[About this task]
Only lines with the string "const" should be returned from the data below.

(Stored items)
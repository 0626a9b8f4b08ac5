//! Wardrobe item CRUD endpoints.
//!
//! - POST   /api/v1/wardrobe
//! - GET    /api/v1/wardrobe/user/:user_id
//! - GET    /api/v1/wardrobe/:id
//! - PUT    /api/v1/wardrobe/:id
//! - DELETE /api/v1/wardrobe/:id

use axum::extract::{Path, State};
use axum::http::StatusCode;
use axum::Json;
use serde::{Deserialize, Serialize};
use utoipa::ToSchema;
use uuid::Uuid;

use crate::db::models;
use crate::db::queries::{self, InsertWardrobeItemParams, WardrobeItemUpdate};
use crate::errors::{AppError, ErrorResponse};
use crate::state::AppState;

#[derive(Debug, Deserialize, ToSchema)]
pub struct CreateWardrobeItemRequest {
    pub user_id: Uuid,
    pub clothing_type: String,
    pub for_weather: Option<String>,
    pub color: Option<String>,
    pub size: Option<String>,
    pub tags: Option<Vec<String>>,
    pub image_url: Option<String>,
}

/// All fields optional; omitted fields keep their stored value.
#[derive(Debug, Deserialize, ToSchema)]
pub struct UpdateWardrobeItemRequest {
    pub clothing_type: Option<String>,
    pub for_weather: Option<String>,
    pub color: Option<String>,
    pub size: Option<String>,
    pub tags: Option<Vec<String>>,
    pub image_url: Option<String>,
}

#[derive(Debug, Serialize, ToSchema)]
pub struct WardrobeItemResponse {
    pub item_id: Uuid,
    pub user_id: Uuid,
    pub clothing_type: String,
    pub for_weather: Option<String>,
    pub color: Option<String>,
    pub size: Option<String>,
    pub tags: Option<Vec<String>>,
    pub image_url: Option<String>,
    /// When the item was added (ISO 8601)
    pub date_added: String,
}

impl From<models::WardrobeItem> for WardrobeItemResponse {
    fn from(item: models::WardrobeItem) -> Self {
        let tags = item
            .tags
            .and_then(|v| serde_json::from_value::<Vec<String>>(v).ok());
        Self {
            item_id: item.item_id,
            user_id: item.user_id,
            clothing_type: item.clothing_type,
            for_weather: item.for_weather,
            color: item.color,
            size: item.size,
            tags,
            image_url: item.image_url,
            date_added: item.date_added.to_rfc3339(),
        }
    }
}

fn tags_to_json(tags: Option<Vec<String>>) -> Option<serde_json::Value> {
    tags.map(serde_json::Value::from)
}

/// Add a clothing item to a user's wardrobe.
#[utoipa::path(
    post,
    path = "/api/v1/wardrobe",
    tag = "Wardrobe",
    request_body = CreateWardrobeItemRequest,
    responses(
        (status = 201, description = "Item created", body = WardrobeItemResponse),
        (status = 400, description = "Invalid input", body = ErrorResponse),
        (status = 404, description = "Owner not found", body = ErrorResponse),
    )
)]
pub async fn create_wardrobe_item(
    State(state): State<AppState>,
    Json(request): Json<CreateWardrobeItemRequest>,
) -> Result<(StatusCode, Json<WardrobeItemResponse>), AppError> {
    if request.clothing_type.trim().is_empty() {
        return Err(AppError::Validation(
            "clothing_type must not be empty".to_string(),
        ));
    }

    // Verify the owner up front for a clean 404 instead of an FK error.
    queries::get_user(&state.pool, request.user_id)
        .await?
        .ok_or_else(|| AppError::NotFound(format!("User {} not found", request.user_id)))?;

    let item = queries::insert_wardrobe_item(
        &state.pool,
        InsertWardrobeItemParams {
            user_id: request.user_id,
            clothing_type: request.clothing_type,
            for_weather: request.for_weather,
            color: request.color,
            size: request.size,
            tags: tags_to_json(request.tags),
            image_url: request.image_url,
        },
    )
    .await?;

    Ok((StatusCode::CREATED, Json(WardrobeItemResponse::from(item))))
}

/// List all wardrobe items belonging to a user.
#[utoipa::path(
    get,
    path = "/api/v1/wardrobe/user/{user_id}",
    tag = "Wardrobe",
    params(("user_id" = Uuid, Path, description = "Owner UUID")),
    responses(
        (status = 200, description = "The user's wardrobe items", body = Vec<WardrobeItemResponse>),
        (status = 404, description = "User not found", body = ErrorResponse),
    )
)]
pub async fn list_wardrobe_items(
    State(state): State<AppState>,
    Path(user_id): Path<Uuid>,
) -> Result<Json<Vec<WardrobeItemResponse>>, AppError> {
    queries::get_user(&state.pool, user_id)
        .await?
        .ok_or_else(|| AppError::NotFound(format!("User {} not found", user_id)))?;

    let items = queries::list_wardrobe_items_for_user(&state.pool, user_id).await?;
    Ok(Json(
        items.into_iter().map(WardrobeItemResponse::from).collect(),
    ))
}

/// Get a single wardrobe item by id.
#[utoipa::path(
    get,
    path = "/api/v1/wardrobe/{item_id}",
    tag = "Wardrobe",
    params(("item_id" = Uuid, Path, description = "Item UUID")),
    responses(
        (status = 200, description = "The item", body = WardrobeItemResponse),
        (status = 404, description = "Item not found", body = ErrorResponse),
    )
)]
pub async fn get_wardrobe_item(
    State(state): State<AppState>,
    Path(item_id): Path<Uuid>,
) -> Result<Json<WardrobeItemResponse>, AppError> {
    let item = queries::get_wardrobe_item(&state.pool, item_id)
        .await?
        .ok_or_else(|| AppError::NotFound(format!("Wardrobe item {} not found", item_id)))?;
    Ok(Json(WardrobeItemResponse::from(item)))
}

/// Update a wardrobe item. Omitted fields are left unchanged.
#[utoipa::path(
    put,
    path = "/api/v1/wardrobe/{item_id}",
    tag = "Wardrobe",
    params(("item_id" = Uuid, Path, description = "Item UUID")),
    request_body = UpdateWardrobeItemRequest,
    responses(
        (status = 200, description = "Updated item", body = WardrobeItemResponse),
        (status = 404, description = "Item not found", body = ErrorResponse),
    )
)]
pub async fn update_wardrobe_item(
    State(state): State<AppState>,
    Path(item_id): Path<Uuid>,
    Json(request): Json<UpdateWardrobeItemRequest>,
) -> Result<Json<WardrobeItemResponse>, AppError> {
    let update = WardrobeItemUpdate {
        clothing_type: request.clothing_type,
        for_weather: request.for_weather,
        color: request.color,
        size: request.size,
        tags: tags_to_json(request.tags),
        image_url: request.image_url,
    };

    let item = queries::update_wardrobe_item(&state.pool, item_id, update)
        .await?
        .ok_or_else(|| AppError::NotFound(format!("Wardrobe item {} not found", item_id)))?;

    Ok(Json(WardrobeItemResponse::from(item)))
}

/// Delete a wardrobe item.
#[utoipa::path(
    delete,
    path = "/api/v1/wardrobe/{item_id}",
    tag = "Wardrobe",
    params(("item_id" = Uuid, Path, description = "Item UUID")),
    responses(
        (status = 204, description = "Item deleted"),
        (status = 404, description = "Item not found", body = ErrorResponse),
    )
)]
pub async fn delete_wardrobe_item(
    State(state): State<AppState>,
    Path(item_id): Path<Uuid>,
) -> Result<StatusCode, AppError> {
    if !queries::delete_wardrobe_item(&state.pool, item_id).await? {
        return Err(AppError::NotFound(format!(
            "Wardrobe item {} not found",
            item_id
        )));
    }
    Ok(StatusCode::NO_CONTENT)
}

--

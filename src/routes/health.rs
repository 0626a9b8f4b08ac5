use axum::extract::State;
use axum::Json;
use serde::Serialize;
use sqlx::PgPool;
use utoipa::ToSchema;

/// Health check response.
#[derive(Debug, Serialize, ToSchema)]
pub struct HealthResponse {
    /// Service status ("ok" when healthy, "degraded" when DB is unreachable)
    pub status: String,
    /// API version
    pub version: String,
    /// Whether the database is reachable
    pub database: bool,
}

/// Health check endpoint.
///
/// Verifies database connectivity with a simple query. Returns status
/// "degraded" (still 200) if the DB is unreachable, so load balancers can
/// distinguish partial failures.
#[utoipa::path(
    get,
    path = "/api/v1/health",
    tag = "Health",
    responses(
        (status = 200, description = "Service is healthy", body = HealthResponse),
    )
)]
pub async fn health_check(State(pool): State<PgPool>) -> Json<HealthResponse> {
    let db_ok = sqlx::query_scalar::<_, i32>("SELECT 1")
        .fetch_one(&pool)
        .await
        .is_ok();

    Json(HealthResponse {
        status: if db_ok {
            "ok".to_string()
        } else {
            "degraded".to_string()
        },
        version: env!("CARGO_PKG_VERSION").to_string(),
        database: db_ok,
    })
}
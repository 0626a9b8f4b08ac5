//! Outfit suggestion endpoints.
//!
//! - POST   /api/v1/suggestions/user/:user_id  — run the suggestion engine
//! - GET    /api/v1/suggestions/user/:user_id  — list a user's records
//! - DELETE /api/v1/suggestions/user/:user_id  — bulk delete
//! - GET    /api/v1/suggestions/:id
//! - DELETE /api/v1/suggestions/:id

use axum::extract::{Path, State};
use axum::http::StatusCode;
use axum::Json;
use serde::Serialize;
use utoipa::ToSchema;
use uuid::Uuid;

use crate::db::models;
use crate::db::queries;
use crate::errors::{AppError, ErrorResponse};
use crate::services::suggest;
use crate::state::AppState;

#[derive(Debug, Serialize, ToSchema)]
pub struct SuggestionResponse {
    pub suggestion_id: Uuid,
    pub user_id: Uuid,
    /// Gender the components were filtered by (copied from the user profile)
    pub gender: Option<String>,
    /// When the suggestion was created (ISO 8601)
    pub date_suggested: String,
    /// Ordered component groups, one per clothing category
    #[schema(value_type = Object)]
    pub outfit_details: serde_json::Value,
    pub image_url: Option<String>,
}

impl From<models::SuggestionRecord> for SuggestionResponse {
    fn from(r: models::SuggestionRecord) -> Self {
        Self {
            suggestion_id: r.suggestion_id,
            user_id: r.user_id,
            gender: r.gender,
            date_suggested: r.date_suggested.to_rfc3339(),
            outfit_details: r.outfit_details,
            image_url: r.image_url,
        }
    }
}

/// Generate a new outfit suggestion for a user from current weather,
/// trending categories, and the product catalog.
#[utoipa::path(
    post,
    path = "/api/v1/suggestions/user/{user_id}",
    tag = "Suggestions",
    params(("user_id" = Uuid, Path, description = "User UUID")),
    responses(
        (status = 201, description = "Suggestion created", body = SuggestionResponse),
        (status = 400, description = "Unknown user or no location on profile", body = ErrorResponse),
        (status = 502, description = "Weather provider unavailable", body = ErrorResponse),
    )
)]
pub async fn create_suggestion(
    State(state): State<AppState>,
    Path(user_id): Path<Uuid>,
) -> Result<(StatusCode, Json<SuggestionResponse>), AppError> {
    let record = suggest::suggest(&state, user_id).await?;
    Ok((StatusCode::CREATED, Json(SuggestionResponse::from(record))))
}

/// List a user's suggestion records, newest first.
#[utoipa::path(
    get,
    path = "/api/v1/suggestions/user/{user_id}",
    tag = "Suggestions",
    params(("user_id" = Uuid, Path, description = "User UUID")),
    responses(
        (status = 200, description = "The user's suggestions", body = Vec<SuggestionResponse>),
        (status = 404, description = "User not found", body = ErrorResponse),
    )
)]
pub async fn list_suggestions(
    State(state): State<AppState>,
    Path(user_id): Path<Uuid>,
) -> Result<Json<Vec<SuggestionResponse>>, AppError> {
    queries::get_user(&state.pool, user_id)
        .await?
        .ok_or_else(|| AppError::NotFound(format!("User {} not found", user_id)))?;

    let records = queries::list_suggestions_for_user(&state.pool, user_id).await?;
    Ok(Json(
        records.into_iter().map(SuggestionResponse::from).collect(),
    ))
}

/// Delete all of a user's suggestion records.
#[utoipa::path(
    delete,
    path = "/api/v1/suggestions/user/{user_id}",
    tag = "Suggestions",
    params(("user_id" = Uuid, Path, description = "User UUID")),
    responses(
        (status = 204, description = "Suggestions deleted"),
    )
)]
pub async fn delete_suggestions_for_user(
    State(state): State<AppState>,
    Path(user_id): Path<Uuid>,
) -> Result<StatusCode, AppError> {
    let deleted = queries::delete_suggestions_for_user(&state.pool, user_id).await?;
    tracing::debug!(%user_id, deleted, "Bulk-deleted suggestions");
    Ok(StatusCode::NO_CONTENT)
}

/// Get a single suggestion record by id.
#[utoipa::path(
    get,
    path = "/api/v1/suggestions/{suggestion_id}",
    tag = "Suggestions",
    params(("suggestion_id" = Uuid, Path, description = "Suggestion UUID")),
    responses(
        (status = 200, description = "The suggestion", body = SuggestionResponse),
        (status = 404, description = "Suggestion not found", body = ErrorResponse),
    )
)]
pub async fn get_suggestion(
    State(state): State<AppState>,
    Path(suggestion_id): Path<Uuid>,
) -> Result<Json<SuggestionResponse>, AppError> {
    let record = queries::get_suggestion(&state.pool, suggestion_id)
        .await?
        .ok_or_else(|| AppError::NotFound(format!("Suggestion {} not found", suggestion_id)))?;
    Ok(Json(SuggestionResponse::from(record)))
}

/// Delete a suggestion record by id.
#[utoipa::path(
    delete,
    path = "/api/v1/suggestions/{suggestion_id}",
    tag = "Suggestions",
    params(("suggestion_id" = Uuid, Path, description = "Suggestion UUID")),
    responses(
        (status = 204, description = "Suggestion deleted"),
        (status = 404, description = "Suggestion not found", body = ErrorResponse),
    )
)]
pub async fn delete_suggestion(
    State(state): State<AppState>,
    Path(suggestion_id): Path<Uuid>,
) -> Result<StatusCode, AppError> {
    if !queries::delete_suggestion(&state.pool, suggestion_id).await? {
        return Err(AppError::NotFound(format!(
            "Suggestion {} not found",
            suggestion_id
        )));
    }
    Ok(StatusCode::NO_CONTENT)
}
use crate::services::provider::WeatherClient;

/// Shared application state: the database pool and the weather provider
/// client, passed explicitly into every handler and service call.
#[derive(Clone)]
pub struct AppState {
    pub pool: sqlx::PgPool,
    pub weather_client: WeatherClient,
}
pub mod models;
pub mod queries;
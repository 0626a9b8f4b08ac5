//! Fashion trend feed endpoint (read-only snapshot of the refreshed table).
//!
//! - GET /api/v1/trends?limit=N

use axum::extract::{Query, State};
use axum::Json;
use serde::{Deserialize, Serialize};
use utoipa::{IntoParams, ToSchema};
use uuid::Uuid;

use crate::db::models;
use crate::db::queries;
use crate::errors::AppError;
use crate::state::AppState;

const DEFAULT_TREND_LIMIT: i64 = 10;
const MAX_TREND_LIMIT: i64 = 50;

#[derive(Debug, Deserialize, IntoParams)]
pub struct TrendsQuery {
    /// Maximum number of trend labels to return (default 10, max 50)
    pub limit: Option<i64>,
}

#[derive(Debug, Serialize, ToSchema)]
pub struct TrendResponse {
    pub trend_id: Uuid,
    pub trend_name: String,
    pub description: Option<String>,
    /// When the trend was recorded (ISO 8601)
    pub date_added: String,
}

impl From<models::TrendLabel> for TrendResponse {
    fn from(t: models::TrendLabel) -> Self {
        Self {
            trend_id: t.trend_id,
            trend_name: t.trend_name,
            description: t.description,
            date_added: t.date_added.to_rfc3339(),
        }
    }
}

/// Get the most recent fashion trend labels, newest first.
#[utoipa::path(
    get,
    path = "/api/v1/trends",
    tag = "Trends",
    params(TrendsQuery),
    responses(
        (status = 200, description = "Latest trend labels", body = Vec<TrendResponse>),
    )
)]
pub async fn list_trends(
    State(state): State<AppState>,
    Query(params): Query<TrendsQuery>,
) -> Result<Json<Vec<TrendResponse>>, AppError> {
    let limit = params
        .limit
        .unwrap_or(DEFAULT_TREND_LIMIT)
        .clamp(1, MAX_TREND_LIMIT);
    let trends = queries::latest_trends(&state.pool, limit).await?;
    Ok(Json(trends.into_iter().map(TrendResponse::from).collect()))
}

[Result below]
const DEFAULT_TREND_LIMIT: i64 = 10;
const MAX_TREND_LIMIT: i64 = 50;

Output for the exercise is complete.